Ранее утро. Все еще спят. Я уже на кухне. Компанию мне составляют бутылка вина и стакан. Конечно нехорошо напиваться с утра. А я и не напиваюсь. Просто пытаюсь немного притупить острую боль в душе. У меня забрали Олю. Как так-то. А еще и близняшки мои женского полу вдруг путешествовать собрались. Вон уже билеты купили. Тур по Европе. Им вишь, оказывается тетя Оля денежек немного на личных счетах оставила вот они и не придумали ничего лучше как бросить родителей и покататься по Европе. Учебой бы вон лучше занялись. На платный куда-нибудь поступили хотя бы. Хотя учеба в университетах же сейчас вроде почти вся платная. Но это по слухам. Исключительно по слухам. Сам-то я в университетах не обучался. Неожиданно вспоминаю Шарикова из «Собачьего сердца» и смотрю на пустую уже бутылку.
Громко и горько всхлипываю и открываю новую бутылку. Большая и красивая как говорила Оля. Ну вот – опять. Снова всхлипываю и пытаюсь безуспешно поймать утекающую слезу. Вертящаяся пробка на новой бутылке хрупает как-то слишком уж громко. Как бы не разбудить кого. А то вот сердцем чувствую – скандала потом не оберешься. У меня жена-то будто тигрица прямо какая-то стала. Как мы эту Лидочку удочерили, так она прямо озверела натурально. Ну в хорошем смысле. Опекает ее прямо как родную. Всю шпану во дворе разогнала и всех алкоголиков. И мне соответственно тоже спуску не дает. Да уж. Поэтому пью тайком и с утра – пока все спят. Наливаю снова и еще выпиваю. Почти не закусываю почему-то. Сам уже как алкоголик. Съедаю бутерброд с сыром и наливаю следующий стакан. Вернее пол стакана. Но в данном случае это не очень принципиально. Неожиданно вижу в дверном поеме Ромку. Уже одетый, побритый, причесанный. Видно намылился уже куда-то. На свиданку, наверное. Спрашивает:
- Тебе помочь, пап?
- Чего помочь, сынуля, то пить или страдать?
машинально спрашиваю я и уже вижу как Ромка хватает стул и присаживается рядом со мной. Шутник. Так он же в мамочку весь. Алкоголь на дух не переносит.
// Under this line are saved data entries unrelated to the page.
use std::env;
use std::path::PathBuf;
use std::time::Duration;

pub const DEFAULT_API_URL: &str = "http://localhost:8000/api/v1";
pub const DEFAULT_POLL_INTERVAL_MS: u64 = 2000;
pub const DEFAULT_MAX_UPLOAD_MB: u64 = 50;
pub const DEFAULT_ACCEPTED_SUFFIX: &str = ".pdf";
pub const DEFAULT_REQUEST_TIMEOUT_SECS: u64 = 120;

#[derive(Debug, Clone)]
pub struct Config {
    /// Base URL of the analysis API, including the version prefix
    pub api_base_url: String,
    pub poll_interval: Duration,
    /// Largest accepted upload, in bytes
    pub max_upload_bytes: u64,
    /// Required trailing file name match, compared case-insensitively
    pub accepted_suffix: String,
    pub request_timeout: Duration,
    pub download_dir: PathBuf,
}

impl Default for Config {
    fn default() -> Self {
        Self {
            api_base_url: DEFAULT_API_URL.to_string(),
            poll_interval: Duration::from_millis(DEFAULT_POLL_INTERVAL_MS),
            max_upload_bytes: DEFAULT_MAX_UPLOAD_MB * 1024 * 1024,
            accepted_suffix: DEFAULT_ACCEPTED_SUFFIX.to_string(),
            request_timeout: Duration::from_secs(DEFAULT_REQUEST_TIMEOUT_SECS),
            download_dir: PathBuf::from("."),
        }
    }
}

impl Config {
    pub fn from_env() -> Self {
        let defaults = Self::default();
        Self {
            api_base_url: env::var("ANALYSIS_API_URL")
                .map(|url| url.trim_end_matches('/').to_string())
                .unwrap_or(defaults.api_base_url),
            poll_interval: Duration::from_millis(parse_var(
                "ANALYSIS_POLL_INTERVAL_MS",
                DEFAULT_POLL_INTERVAL_MS,
            )),
            max_upload_bytes: upload_limit(parse_var("ANALYSIS_MAX_UPLOAD_MB", DEFAULT_MAX_UPLOAD_MB)),
            accepted_suffix: env::var("ANALYSIS_ACCEPTED_SUFFIX").unwrap_or(defaults.accepted_suffix),
            request_timeout: Duration::from_secs(parse_var(
                "ANALYSIS_REQUEST_TIMEOUT_SECS",
                DEFAULT_REQUEST_TIMEOUT_SECS,
            )),
            download_dir: env::var("ANALYSIS_DOWNLOAD_DIR")
                .map(PathBuf::from)
                .unwrap_or(defaults.download_dir),
        }
    }

    /// Server root, i.e. the base URL without its `/api/vN` prefix
    pub fn server_root(&self) -> String {
        match self.api_base_url.find("/api/") {
            Some(idx) => self.api_base_url[..idx].to_string(),
            None => self.api_base_url.clone(),
        }
    }
}

fn parse_var(name: &str, default: u64) -> u64 {
    parse_value(name, env::var(name).ok().as_deref(), default)
}

/// Positive number, or `default` when unset or invalid
fn parse_value(name: &str, raw: Option<&str>, default: u64) -> u64 {
    let Some(raw) = raw else {
        return default;
    };
    match raw.trim().parse::<u64>() {
        Ok(0) => {
            log::warn!("{} must be greater than zero; using {}", name, default);
            default
        }
        Ok(value) => value,
        Err(_) => {
            log::warn!("{} must be a number, got '{}'; using {}", name, raw, default);
            default
        }
    }
}

fn upload_limit(megabytes: u64) -> u64 {
    megabytes.checked_mul(1024 * 1024).unwrap_or_else(|| {
        log::warn!(
            "ANALYSIS_MAX_UPLOAD_MB={} is too large; using {}",
            megabytes,
            DEFAULT_MAX_UPLOAD_MB
        );
        DEFAULT_MAX_UPLOAD_MB * 1024 * 1024
    })
}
- Конечно пить,- усмехается Ромка.
- Слушай, иди уже,- ворчу я,- Тоже мне – шутник нашелся. Очередной. Если я шутить начну знаешь чего тогда будет?
- Чего, папочка?
Я слышу вопрос, и до меня не сразу доходит, что тембр голоса поменялся. И этот голос уже не передо мной, а сзади и он детский. Да уж. Случаются же в жизни накладки. И я отвечаю будто Ромке:
- Ничего хорошего, сынуля, - почти ворчу я,- Потому что чувство юмора у меня хреновое. И с этим ничего уже поделать нельзя.
Говорю я как будто Ромке, на Ромку смотрю и только сейчас до меня доходит, что рот у Ромки закрыт и голос тот который я слышу идет из-за моей спины. И голос этот детский, а точнее видимо Лидочкин.
Быстро краснею, поворачиваюсь на сто восемьдесят градусов и пытаюсь поймать свою младшенькую. Голова уже кружится и меня немного ведет в сторону.
- Хреновое, хреновое,- привычно и весело повторяет Лидочка.
- Эй, ребенок, это плохое слово. И его детям говорить нельзя.- я уже не ворчу, а пытаюсь спасти ситуацию.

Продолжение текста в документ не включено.